Una de las expresiones más conocidas de la mentalidad utilitaria es el imperativo de ser productivos y eficientes por encima de todo. Casi nadie discute el deber de ser provechosos o de hacer rendir recursos que son escasos de la mejor manera posible. El problema viene cuando la utilidad se presenta como el único criterio de valoración o el más decisivo, incluso en ámbitos donde tiene poco sentido aplicar el análisis coste-beneficio.

El utilitarismo encuentra un aliado en determinados modos de pensar. Unas veces son tópicos asumidos de forma acrítica; otras, ideas más elaboradas que abrazan una determinada concepción del bien.

Manifestaciones de distinta entidad

En los momentos más críticos de la pandemia, cuando escaseaban los recursos, algunos recurrieron al criterio de procurar el máximo beneficio al mayor número de personas para dirimir el difícil dilema ético de a quiénes dar prioridad en las unidades de cuidados intensivos. Alguna organización médica provocó polémica al recomendar tener en cuenta, entre otros factores, la mayor utilidad social del paciente, cifrada en si tenía personas a su cargo o en la trascendencia de su cometido.

Una variante de este patrón mental es el que asume que lo deseable desde el punto de vista ético es lo que ahorra el máximo de sufrimiento. Por eso, hoy la decisión de no tener hijos se defiende no como una mera opción, sino como un deber moral que más gente debería imitar. Claro que en la vida hay cosas buenas y malas, pero ¿por qué traer hijos al mundo si podemos evitarles todo sufrimiento y, de paso, minimizamos el daño al planeta?
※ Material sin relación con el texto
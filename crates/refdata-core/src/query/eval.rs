use crate::{
    query::predicate::{CompareOp, ComparePredicate, Predicate},
    traits::FieldValues,
    value::{TextMode, Value},
};
use std::cmp::Ordering;

///
/// FieldPresence
///
/// Result of attempting to read a field from a row during predicate
/// evaluation. This distinguishes between a missing field and a present
/// field whose value may be `Value::Null`.
///

#[derive(Clone, Debug, Eq, PartialEq)]
pub enum FieldPresence {
    /// Field exists and has a value (including `Value::Null`).
    Present(Value),
    /// Field is not present on the row.
    Missing,
}

///
/// Row
///
/// Abstraction over a row-like value that can expose fields by name.
/// This decouples predicate evaluation from concrete entity types, so a
/// storage adapter can overlay virtual fields (e.g. resolved status
/// activity) on top of an entity's own fields.
///

pub trait Row {
    fn field(&self, name: &str) -> FieldPresence;
}

impl<T: FieldValues> Row for T {
    fn field(&self, name: &str) -> FieldPresence {
        match self.get_value(name) {
            Some(value) => FieldPresence::Present(value),
            None => FieldPresence::Missing,
        }
    }
}

///
/// Evaluate a predicate against a single row.
///
/// Pure runtime evaluation: no field-map access, no planning. Any
/// comparison that is not defined (missing field, cross-variant values)
/// evaluates to `false` rather than erroring.
///
#[must_use]
pub fn eval<R: Row + ?Sized>(row: &R, predicate: &Predicate) -> bool {
    match predicate {
        Predicate::True => true,
        Predicate::False => false,

        Predicate::And(children) => children.iter().all(|child| eval(row, child)),
        Predicate::Or(children) => children.iter().any(|child| eval(row, child)),
        Predicate::Not(inner) => !eval(row, inner),

        Predicate::Compare(cmp) => eval_compare(row, cmp),

        Predicate::IsNull { field } => {
            matches!(row.field(field), FieldPresence::Present(Value::Null))
        }

        Predicate::TextContainsCi { field, value } => {
            let FieldPresence::Present(actual) = row.field(field) else {
                return false;
            };
            // Invalid text comparisons are treated as non-matches.
            actual.text_contains(value, TextMode::Ci).unwrap_or(false)
        }
    }
}

///
/// Evaluate a single comparison predicate against a row.
///
/// Returns `false` if the field is missing or the comparison is not
/// defined between the two value variants.
///
fn eval_compare<R: Row + ?Sized>(row: &R, cmp: &ComparePredicate) -> bool {
    let ComparePredicate { field, op, value } = cmp;

    let FieldPresence::Present(actual) = row.field(field) else {
        return false;
    };

    match op {
        CompareOp::Eq => actual.compare_eq(value).unwrap_or(false),
        CompareOp::Ne => actual.compare_eq(value).is_some_and(|v| !v),

        CompareOp::Lt => actual.compare_order(value).is_some_and(Ordering::is_lt),
        CompareOp::Lte => actual.compare_order(value).is_some_and(Ordering::is_le),
        CompareOp::Gt => actual.compare_order(value).is_some_and(Ordering::is_gt),
        CompareOp::Gte => actual.compare_order(value).is_some_and(Ordering::is_ge),

        CompareOp::In => in_list(&actual, value).unwrap_or(false),
    }
}

///
/// Check whether a value equals any element in a list.
///
fn in_list(actual: &Value, list: &Value) -> Option<bool> {
    let Value::List(items) = list else {
        return None;
    };

    let mut saw_valid = false;
    for item in items {
        match actual.compare_eq(item) {
            Some(true) => return Some(true),
            Some(false) => saw_valid = true,
            None => {}
        }
    }

    saw_valid.then_some(false)
}
use serde::{Deserialize, Serialize};
use std::cmp::Ordering;
use ulid::Ulid;

///
/// TextMode
///

#[derive(Clone, Copy, Debug, Eq, PartialEq)]
pub enum TextMode {
    Cs, // case-sensitive
    Ci, // case-insensitive
}

///
/// Value
///
/// Compact dynamic value used by predicates, field accessors, and error
/// payloads. The derived `Ord` gives every value a deterministic total
/// order (variant rank first, then payload), so ordering a result set by
/// any registered field is stable regardless of the field's type.
///

#[derive(Clone, Debug, Deserialize, Eq, Ord, PartialEq, PartialOrd, Serialize)]
pub enum Value {
    Null,
    Bool(bool),
    Int(i64),
    Text(String),
    Id(Ulid),
    List(Vec<Value>),
}

impl Value {
    #[must_use]
    pub const fn is_null(&self) -> bool {
        matches!(self, Self::Null)
    }

    #[must_use]
    pub fn as_text(&self) -> Option<&str> {
        match self {
            Self::Text(text) => Some(text),
            _ => None,
        }
    }

    #[must_use]
    pub const fn as_int(&self) -> Option<i64> {
        match self {
            Self::Int(n) => Some(*n),
            _ => None,
        }
    }

    #[must_use]
    pub const fn as_id(&self) -> Option<Ulid> {
        match self {
            Self::Id(id) => Some(*id),
            _ => None,
        }
    }

    /// Substring containment between two text values.
    ///
    /// Returns `None` when either side is not text; callers treat that as
    /// a non-match.
    #[must_use]
    pub fn text_contains(&self, needle: &Self, mode: TextMode) -> Option<bool> {
        let haystack = self.as_text()?;
        let needle = needle.as_text()?;

        let matched = match mode {
            TextMode::Cs => haystack.contains(needle),
            TextMode::Ci => haystack.to_lowercase().contains(&needle.to_lowercase()),
        };

        Some(matched)
    }

    /// Equality between two values, defined only within a variant.
    ///
    /// `None` means the comparison itself is invalid (cross-variant), which
    /// is distinct from `Some(false)`.
    #[must_use]
    pub fn compare_eq(&self, other: &Self) -> Option<bool> {
        self.compare_order(other).map(Ordering::is_eq)
    }

    /// Ordering between two values, defined only within a variant.
    #[must_use]
    pub fn compare_order(&self, other: &Self) -> Option<Ordering> {
        match (self, other) {
            (Self::Null, Self::Null) => Some(Ordering::Equal),
            (Self::Bool(a), Self::Bool(b)) => Some(a.cmp(b)),
            (Self::Int(a), Self::Int(b)) => Some(a.cmp(b)),
            (Self::Text(a), Self::Text(b)) => Some(a.cmp(b)),
            (Self::Id(a), Self::Id(b)) => Some(a.cmp(b)),
            (Self::List(a), Self::List(b)) => Some(a.cmp(b)),
            _ => None,
        }
    }
}

impl From<bool> for Value {
    fn from(v: bool) -> Self {
        Self::Bool(v)
    }
}

impl From<i64> for Value {
    fn from(v: i64) -> Self {
        Self::Int(v)
    }
}

impl From<&str> for Value {
    fn from(v: &str) -> Self {
        Self::Text(v.to_string())
    }
}

impl From<String> for Value {
    fn from(v: String) -> Self {
        Self::Text(v)
    }
}

impl From<Ulid> for Value {
    fn from(v: Ulid) -> Self {
        Self::Id(v)
    }
}

impl<T: Into<Self>> From<Option<T>> for Value {
    fn from(v: Option<T>) -> Self {
        v.map_or(Self::Null, Into::into)
    }
}
use crate::{
    error::{ArgumentError, ServiceError, format_message, messages},
    model::{
        IntegrationEntity,
        integration::{MAX_OBSERVATIONS_LEN, MIN_PROCESSES},
    },
    repo::{Repository, StatusResolver},
};
use ulid::Ulid;

///
/// IntegrationService
///
/// Engine for the composite integration entity: status existence plus the
/// field rules (minimum process count, observation length) ahead of the
/// delegated write.
///

pub struct IntegrationService<R, S> {
    repo: R,
    status: S,
}

impl<R, S> IntegrationService<R, S>
where
    R: Repository<IntegrationEntity>,
    S: StatusResolver,
{
    #[must_use]
    pub const fn new(repo: R, status: S) -> Self {
        Self { repo, status }
    }

    pub fn insert(&self, entity: &IntegrationEntity) -> Result<(), ServiceError> {
        self.validate_mutation(entity)?;
        self.repo.insert(entity)?;

        Ok(())
    }

    pub fn update(&self, entity: &IntegrationEntity) -> Result<(), ServiceError> {
        self.validate_mutation(entity)?;
        self.repo.update(entity)?;

        Ok(())
    }

    pub fn delete(&self, entity: &IntegrationEntity) -> Result<(), ServiceError> {
        self.repo.delete(entity)?;

        Ok(())
    }

    pub fn get_by_id(&self, id: Ulid) -> Result<Option<IntegrationEntity>, ServiceError> {
        use crate::query::Predicate;

        Ok(self
            .repo
            .get_by_id(&Predicate::eq(crate::model::integration::fields::ID, id))?)
    }

    fn validate_mutation(&self, entity: &IntegrationEntity) -> Result<(), ServiceError> {
        if self.status.get_by_id(entity.status_id)?.is_none() {
            return Err(ArgumentError::status_not_found(entity.status_id).into());
        }

        if entity.process.len() < MIN_PROCESSES {
            return Err(ArgumentError::field_validation(format_message(
                messages::INTEGRATION_MIN_PROCESSES,
                &[&MIN_PROCESSES.to_string()],
            ))
            .into());
        }

        if let Some(observations) = &entity.observations
            && observations.chars().count() > MAX_OBSERVATIONS_LEN
        {
            return Err(ArgumentError::field_validation(format_message(
                messages::OBSERVATIONS_MAX_LENGTH,
                &[&MAX_OBSERVATIONS_LEN.to_string()],
            ))
            .into());
        }

        Ok(())
    }
}
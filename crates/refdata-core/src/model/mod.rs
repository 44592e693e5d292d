//! Domain entities and their field maps.

pub mod catalog;
pub mod integration;
pub mod process;
pub mod status;

pub use catalog::CatalogEntity;
pub use integration::IntegrationEntity;
pub use process::ProcessEntity;
pub use status::StatusEntity;
use crate::{
    query::{
        eval::{FieldPresence, Row, eval},
        predicate::{CompareOp, ComparePredicate, Predicate},
    },
    value::Value,
};
use proptest::prelude::*;
use std::collections::BTreeMap;
use ulid::Ulid;

#[derive(Clone, Debug)]
struct TestRow {
    fields: BTreeMap<String, Value>,
}

impl Row for TestRow {
    fn field(&self, name: &str) -> FieldPresence {
        match self.fields.get(name) {
            Some(value) => FieldPresence::Present(value.clone()),
            None => FieldPresence::Missing,
        }
    }
}

fn row(pairs: &[(&str, Value)]) -> TestRow {
    TestRow {
        fields: pairs
            .iter()
            .map(|(name, value)| ((*name).to_string(), value.clone()))
            .collect(),
    }
}

// ---- constructors ------------------------------------------------------

#[test]
fn eq_builds_compare_node() {
    let pred = Predicate::eq("code", 7i64);

    assert_eq!(
        pred,
        Predicate::Compare(ComparePredicate {
            field: "code".to_string(),
            op: CompareOp::Eq,
            value: Value::Int(7),
        })
    );
}

#[test]
fn in_wraps_values_in_a_list() {
    let pred = Predicate::in_("code", vec![Value::Int(1), Value::Int(2)]);

    let Predicate::Compare(cmp) = pred else {
        panic!("expected compare node");
    };
    assert_eq!(cmp.op, CompareOp::In);
    assert_eq!(cmp.value, Value::List(vec![Value::Int(1), Value::Int(2)]));
}

#[test]
fn bitand_and_bitor_build_connectives() {
    let a = Predicate::eq("a", 1i64);
    let b = Predicate::eq("b", 2i64);

    assert_eq!(
        a.clone() & b.clone(),
        Predicate::And(vec![a.clone(), b.clone()])
    );
    assert_eq!(a.clone() | b.clone(), Predicate::Or(vec![a, b]));
}

// ---- evaluation --------------------------------------------------------

#[test]
fn comparisons_follow_value_order() {
    let r = row(&[("code", Value::Int(5))]);

    assert!(eval(&r, &Predicate::eq("code", 5i64)));
    assert!(eval(&r, &Predicate::ne("code", 6i64)));
    assert!(eval(&r, &Predicate::lt("code", 6i64)));
    assert!(eval(&r, &Predicate::lte("code", 5i64)));
    assert!(eval(&r, &Predicate::gt("code", 4i64)));
    assert!(eval(&r, &Predicate::gte("code", 5i64)));
    assert!(!eval(&r, &Predicate::lt("code", 5i64)));
}

#[test]
fn missing_field_never_matches_any_comparison() {
    let r = row(&[]);

    assert!(!eval(&r, &Predicate::eq("code", 5i64)));
    assert!(!eval(&r, &Predicate::ne("code", 5i64)));
    assert!(!eval(&r, &Predicate::lt("code", 5i64)));
    assert!(!eval(&r, &Predicate::is_null("code")));
}

#[test]
fn cross_variant_comparison_is_undefined_not_false_positive() {
    let r = row(&[("code", Value::Text("5".to_string()))]);

    // Neither eq nor its negation holds across variants.
    assert!(!eval(&r, &Predicate::eq("code", 5i64)));
    assert!(!eval(&r, &Predicate::ne("code", 5i64)));
}

#[test]
fn is_null_distinguishes_null_from_missing() {
    let present = row(&[("detail", Value::Null)]);
    let missing = row(&[]);

    assert!(eval(&present, &Predicate::is_null("detail")));
    assert!(!eval(&missing, &Predicate::is_null("detail")));
}

#[test]
fn in_matches_membership_and_rejects_cross_variant_lists() {
    let r = row(&[("code", Value::Int(2))]);

    assert!(eval(
        &r,
        &Predicate::in_("code", vec![Value::Int(1), Value::Int(2)])
    ));
    assert!(!eval(&r, &Predicate::in_("code", vec![Value::Int(3)])));
    // A list of nothing but incomparable values is undefined, hence false.
    assert!(!eval(
        &r,
        &Predicate::in_("code", vec![Value::Text("2".to_string())])
    ));
}

#[test]
fn text_contains_ci_ignores_case() {
    let r = row(&[("name", Value::Text("Billing Cycle".to_string()))]);

    assert!(eval(&r, &Predicate::text_contains_ci("name", "billing")));
    assert!(eval(&r, &Predicate::text_contains_ci("name", "CYCLE")));
    assert!(!eval(&r, &Predicate::text_contains_ci("name", "invoice")));
}

#[test]
fn id_equality_matches_exact_ulid() {
    let id = Ulid::from(42);
    let r = row(&[("id", Value::Id(id))]);

    assert!(eval(&r, &Predicate::eq("id", id)));
    assert!(!eval(&r, &Predicate::eq("id", Ulid::from(43))));
}

// ---- properties --------------------------------------------------------

const FIELDS: [&str; 3] = ["a", "b", "c"];

fn arb_field() -> impl Strategy<Value = String> {
    prop_oneof![
        Just(FIELDS[0].to_string()),
        Just(FIELDS[1].to_string()),
        Just(FIELDS[2].to_string()),
    ]
}

fn arb_scalar_value() -> impl Strategy<Value = Value> {
    prop_oneof![
        any::<i64>().prop_map(Value::Int),
        any::<bool>().prop_map(Value::Bool),
        "[a-zA-Z0-9_]{0,8}".prop_map(Value::Text),
        any::<u128>().prop_map(|n| Value::Id(Ulid::from(n))),
        Just(Value::Null),
    ]
}

fn arb_value() -> impl Strategy<Value = Value> {
    prop_oneof![
        arb_scalar_value(),
        prop::collection::vec(arb_scalar_value(), 0..4).prop_map(Value::List),
    ]
}

fn arb_compare_op() -> impl Strategy<Value = CompareOp> {
    prop_oneof![
        Just(CompareOp::Eq),
        Just(CompareOp::Ne),
        Just(CompareOp::Lt),
        Just(CompareOp::Lte),
        Just(CompareOp::Gt),
        Just(CompareOp::Gte),
        Just(CompareOp::In),
    ]
}

fn arb_predicate() -> impl Strategy<Value = Predicate> {
    let leaf = prop_oneof![
        Just(Predicate::True),
        Just(Predicate::False),
        arb_field().prop_map(|field| Predicate::IsNull { field }),
        (arb_field(), arb_compare_op(), arb_value()).prop_map(|(field, op, value)| {
            Predicate::Compare(ComparePredicate { field, op, value })
        }),
        (arb_field(), "[a-zA-Z0-9_]{0,8}")
            .prop_map(|(field, text)| Predicate::text_contains_ci(field, text)),
    ];

    leaf.prop_recursive(3, 24, 4, |inner| {
        prop_oneof![
            prop::collection::vec(inner.clone(), 0..4).prop_map(Predicate::And),
            prop::collection::vec(inner.clone(), 0..4).prop_map(Predicate::Or),
            inner.prop_map(|p| Predicate::Not(Box::new(p))),
        ]
    })
}

fn arb_row() -> impl Strategy<Value = TestRow> {
    prop::collection::vec(
        prop_oneof![Just(None), arb_value().prop_map(Some)],
        FIELDS.len(),
    )
    .prop_map(|values| {
        let mut fields = BTreeMap::new();
        for (name, value) in FIELDS.iter().zip(values) {
            if let Some(value) = value {
                fields.insert((*name).to_string(), value);
            }
        }
        TestRow { fields }
    })
}

proptest! {
    #[test]
    fn not_is_an_involution(predicate in arb_predicate(), row in arb_row()) {
        let doubled = Predicate::not(Predicate::not(predicate.clone()));
        prop_assert_eq!(eval(&row, &predicate), eval(&row, &doubled));
    }

    #[test]
    fn and_or_follow_their_connective_semantics(
        children in prop::collection::vec(arb_predicate(), 0..4),
        row in arb_row(),
    ) {
        let each: Vec<bool> = children.iter().map(|child| eval(&row, child)).collect();

        prop_assert_eq!(
            eval(&row, &Predicate::And(children.clone())),
            each.iter().all(|b| *b)
        );
        prop_assert_eq!(
            eval(&row, &Predicate::Or(children)),
            each.iter().any(|b| *b)
        );
    }

    #[test]
    fn evaluation_is_deterministic(predicate in arb_predicate(), row in arb_row()) {
        prop_assert_eq!(eval(&row, &predicate), eval(&row, &predicate));
    }
}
Otra forma de pensamiento utilitarista es la que considera que no pasa nada por hacer el mal para conseguir el bien, una frase que no siempre se verbaliza con esta crudeza y que, por eso, puede ser practicada de modo más o menos consciente… incluso entre los supuestos antiutilitaristas. Así ocurre, por ejemplo, cuando alguien cambia las palabras de otra persona o su sentido para conseguir que digan lo que conviene a una causa o un argumento; cuando alguien reproduce sin permiso en su blog un artículo ajeno alegando que “puede hacer mucho bien”; cuando alguien se niega a reconocer lo que de cierto hay en la postura del rival político para evitar darle ventaja, etc.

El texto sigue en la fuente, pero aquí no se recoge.